As mentioned above, a storage array in a conventional storage system typically includes three drive types, i.e., Flash (for an extreme performance tier with high IO performance but low storage capacity), SAS (for a performance tier with moderate IO performance and moderate storage capacity), and NL-SAS (for a capacity tier for low IO performance but high storage capacity). A group of such drives are used to construct a heterogeneous storage pool with different tiers. However, in accordance with illustrative embodiments, storage from public/private cloud providers is used to provide a new, virtual drive type called a “cloud drive.” This virtual drive forms a new tier called “cloud tier” in the storage pool facilitating the data to be moved onto the cloud storage. A given cloud drive is a virtual drive that is composed of the private/public cloud storage capacity that is assigned to the given cloud drive. In one illustrative embodiment, a given cloud drive stores one or more reference pointers or resource locators to point to the private/public cloud storage capacity assigned to the given cloud drive. These cloud drives may thus be augmented by cloud storage from different public cloud infrastructure and services such as, but not limited to, Amazon Simple Storage Service (S3), Google Cloud Platform (GCP) Storage, and Microsoft Azure Blob Storage. The cloud tier would provide even higher storage capacity than the capacity tier so as to archive the coldest data.
As shown in storage tiering environment 200 illustrated in
In this illustrative embodiment, a cloud tier provides cloud drives that can be added to storage pools configured using FAST™ Virtual Pool (VP) technology, commercially available from Dell EMC. FAST™ VP automatically optimizes performance in a tiered environment reducing costs, footprint and management effort. FAST™ VP maximizes utilization of Flash drive capacity for high input-output operations per second (IOPS) workloads and maximizes utilization of Serial Advanced Technology Attachment (SATA) or NL-SAS drives for capacity intensive applications. In accordance with illustrative embodiments, FAST™ VP is adapted to incorporate cloud drives that utilize public clouds in a cloud tier.
Since IOs on the storage array are served, for example, based on SCSI blocks from backend drives (e.g., NL-HDD or Near Line Hard Disk Drives) and the data on cloud is stored based on cloud objects, illustrative embodiments provide a native mapping application programming interface (API) that is used to map the SCSI blocks to the cloud objects. Tiering software can function as a client of the native mapping API and makes use of this API to perform archival/retrieval of data to/from the cloud storage.
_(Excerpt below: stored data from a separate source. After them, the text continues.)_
use std::{fmt, sync::Arc};

use bytes::Bytes;
use reqwest::{Method, Url};
use reqwest::header::CONTENT_TYPE;
use serde::Serialize;
use serde::de::DeserializeOwned;

use crate::adapter::{ReqwestTransport, RestRequest, RestResponse, RestTransport, SharedRestTransport};
use crate::config::{ClientConfig, JSON_CONTENT_TYPE};
use crate::error::{ClientError, ClientResult, ConfigError};

/// A decoded response: the status the server answered with plus the body.
#[derive(Clone, Debug, PartialEq, Eq)]
pub struct Response<T> {
    pub status: u16,
    pub body: T,
}

impl<T> Response<T> {
    pub fn into_body(self) -> T {
        self.body
    }
}

/// Typed client for one REST backend.
///
/// Holds its configuration and transport behind `Arc`s, so clones are cheap
/// and share both. No call mutates the client; concurrent calls need no
/// coordination.
#[derive(Clone)]
pub struct ResourceClient {
    config: Arc<ClientConfig>,
    transport: Arc<SharedRestTransport>,
}

impl ResourceClient {
    /// Client over a fresh `ReqwestTransport`. A path-only base URL (such as
    /// the default `/api/v1`) has no host to talk to and is rejected; use
    /// `with_origin` for it.
    pub fn new(config: ClientConfig) -> Result<Self, ConfigError> {
        if config.is_path_prefix() {
            return Err(ConfigError::MissingOrigin(config.base_url().to_string()));
        }
        Ok(Self::with_transport(config, ReqwestTransport::new()))
    }

    /// Client over a `ReqwestTransport` resolving a path-only base URL
    /// against `origin`.
    pub fn with_origin(config: ClientConfig, origin: Url) -> Self {
        Self::with_transport(config, ReqwestTransport::new().with_origin(origin))
    }

    pub fn with_transport<T>(config: ClientConfig, transport: T) -> Self
    where
        T: RestTransport + 'static,
    {
        Self::with_shared_transport(config, Arc::new(transport))
    }

    pub fn with_shared_transport(config: ClientConfig, transport: Arc<SharedRestTransport>) -> Self {
        Self {
            config: Arc::new(config),
            transport,
        }
    }

    pub fn config(&self) -> &ClientConfig {
        &self.config
    }

    pub fn url_for(&self, sub_path: &str) -> ClientResult<String> {
        self.config.url_for(sub_path)
    }

    pub async fn get_json<T>(&self, sub_path: &str) -> ClientResult<Response<T>>
    where
        T: DeserializeOwned,
    {
        let response = self.dispatch(self.request(Method::GET, sub_path)?).await?;
        decode(response)
    }

    /// POST `payload` as JSON. Never retried: the call is not idempotent.
    pub async fn post_json<P, T>(&self, sub_path: &str, payload: &P) -> ClientResult<Response<T>>
    where
        P: Serialize + ?Sized,
        T: DeserializeOwned,
    {
        let request = self.request(Method::POST, sub_path)?;
        let body = sonic_rs::to_vec(payload).map_err(|err| ClientError::Encode(err.to_string()))?;
        let mut request = request.with_body(body);
        if request.header(CONTENT_TYPE.as_str()).is_none() {
            request = request.with_header(CONTENT_TYPE.as_str(), JSON_CONTENT_TYPE);
        }
        let response = self.dispatch(request).await?;
        decode(response)
    }

    /// DELETE, returning the status and the raw (usually empty) body.
    pub async fn delete(&self, sub_path: &str) -> ClientResult<Response<Bytes>> {
        let response = self.dispatch(self.request(Method::DELETE, sub_path)?).await?;
        Ok(Response {
            status: response.status,
            body: response.body,
        })
    }

    fn request(&self, method: Method, sub_path: &str) -> ClientResult<RestRequest> {
        let mut request = RestRequest::new(method, self.config.url_for(sub_path)?);
        for (name, value) in self.config.default_headers() {
            request = request.with_header(name.as_str(), Bytes::copy_from_slice(value.as_bytes()));
        }
        if let Some(timeout) = self.config.timeout() {
            request = request.with_timeout(timeout);
        }
        Ok(request)
    }

    async fn dispatch(&self, request: RestRequest) -> ClientResult<RestResponse> {
        tracing::debug!(method = %request.method, url = %request.url, "dispatching request");
        let response = self.transport.execute(request).await?;
        tracing::debug!(
            status = response.status,
            elapsed_ms = response.elapsed.as_millis() as u64,
            "received response"
        );

        if !response.is_success() {
            return Err(ClientError::HttpStatus {
                status: response.status,
                body: response.body,
            });
        }
        Ok(response)
    }
}

impl fmt::Debug for ResourceClient {
    fn fmt(&self, f: &mut fmt::Formatter<'_>) -> fmt::Result {
        f.debug_struct("ResourceClient")
            .field("config", &self.config)
            .finish_non_exhaustive()
    }
}

fn decode<T: DeserializeOwned>(response: RestResponse) -> ClientResult<Response<T>> {
    let body = response.json::<T>()?;
    Ok(Response {
        status: response.status,
        body,
    })
}
//! Typed client for a users REST backend over a pluggable transport, with an
//! in-memory mock transport for fully deterministic tests.

pub mod adapter;
pub mod client;
pub mod config;
pub mod error;
pub mod mock;
pub mod users;

pub use reqwest::Method;

pub use adapter::{
    ReqwestTransport, RestBytes, RestError, RestErrorKind, RestFuture, RestRequest, RestResponse,
    RestResult, RestTransport, SharedRestTransport,
};
pub use client::{ResourceClient, Response};
pub use config::{ClientConfig, ClientConfigBuilder};
pub use error::{ClientError, ClientResult, ConfigError};
pub use mock::{
    MockBehavior, MockBehaviorPlan, MockResponder, MockResponse, MockRestAdapter,
    MockRestStateSnapshot, MockTransportState,
};
pub use users::{NewUser, USERS_PATH, User, UserId};
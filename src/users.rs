//! The `users` resource.
//!
//! | operation     | request                     | success     |
//! |---------------|-----------------------------|-------------|
//! | `list_users`  | `GET {base}/users`          | 200 + array |
//! | `create_user` | `POST {base}/users`         | 201 or 200  |
//! | `get_user`    | `GET {base}/users/{id}`     | 200         |
//! | `delete_user` | `DELETE {base}/users/{id}`  | 204         |

use serde::{Deserialize, Serialize};

use crate::client::ResourceClient;
use crate::error::ClientResult;

pub const USERS_PATH: &str = "/users";

pub type UserId = u64;

/// A user as the backend returns it.
#[derive(Clone, Debug, PartialEq, Eq, Serialize, Deserialize)]
pub struct User {
    pub id: UserId,
    pub username: String,
    pub email: String,
    #[serde(default, skip_serializing_if = "Option::is_none")]
    pub created_at: Option<String>,
    #[serde(default, skip_serializing_if = "Option::is_none")]
    pub updated_at: Option<String>,
}

/// Creation payload. Field rules (uniqueness, email format) are enforced by
/// the backend.
#[derive(Clone, Debug, PartialEq, Eq, Serialize, Deserialize)]
pub struct NewUser {
    pub username: String,
    pub email: String,
    pub password: String,
}

impl NewUser {
    pub fn new(
        username: impl Into<String>,
        email: impl Into<String>,
        password: impl Into<String>,
    ) -> Self {
        Self {
            username: username.into(),
            email: email.into(),
            password: password.into(),
        }
    }
}

fn user_path(id: UserId) -> String {
    format!("{USERS_PATH}/{id}")
}

impl ResourceClient {
    /// All users, in the order the server returned them.
    pub async fn list_users(&self) -> ClientResult<Vec<User>> {
        Ok(self.get_json(USERS_PATH).await?.into_body())
    }

    pub async fn create_user(&self, user: &NewUser) -> ClientResult<User> {
        Ok(self.post_json(USERS_PATH, user).await?.into_body())
    }

    pub async fn get_user(&self, id: UserId) -> ClientResult<User> {
        Ok(self.get_json(&user_path(id)).await?.into_body())
    }

    pub async fn delete_user(&self, id: UserId) -> ClientResult<()> {
        self.delete(&user_path(id)).await?;
        Ok(())
    }
}
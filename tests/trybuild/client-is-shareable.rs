use user_restapi::{ClientConfig, MockRestAdapter, ResourceClient};

fn assert_shareable<T: Clone + Send + Sync + 'static>() {}

fn main() {
    assert_shareable::<ResourceClient>();
    assert_shareable::<ClientConfig>();
    assert_shareable::<MockRestAdapter>();

    let client = ResourceClient::with_transport(ClientConfig::default(), MockRestAdapter::new());
    let clone = client.clone();
    assert_eq!(clone.config().base_url(), client.config().base_url());
}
As shown, tiering software 302 controls placement of data associated with a virtual storage pool 304. One example of such tiering software may comprise FAST™ VP, although embodiments are not intended to be limited to any particular tiering software product. Virtual storage pool 304 comprises an extreme performance tier 306 which includes Flash drives 308 (for storage of the most frequently accessed data), a performance tier 310 which includes SAS drives 312 (for storage of data accessed less frequently than data in extreme performance tier 306), a capacity tier 314 which includes NL-SAS drives 316 (for storage of data accessed less frequently than data in performance tier 310 or relatively cold data), and a cloud tier 318 which includes cloud drives 320 (for storage of data accessed less frequently than data in capacity tier 314 or frigid data). Other drive types can be used, and a given tier may have a mix of drive types depending on the storage performance and capacity requirements of the information processing system.
Furthermore, in accordance with illustrative embodiments, a native mapping API 322 is provided which is an interface which acts as a driver that maps the SCSI blocks stored on tiers 306, 310 or 314 to cloud objects of the respective cloud storage provided by cloud tier 318. The API 322 also provides the abstraction to calls to plugin modules to different cloud storage vendors, e.g., plugin module 324 for public cloud 326 and plugin module 328 for public cloud 330. Examples of such public clouds may include, but are not limited to, Amazon Simple Storage Service (S3), Google Cloud Platform (GCP) Storage, and Microsoft Azure Blob Storage.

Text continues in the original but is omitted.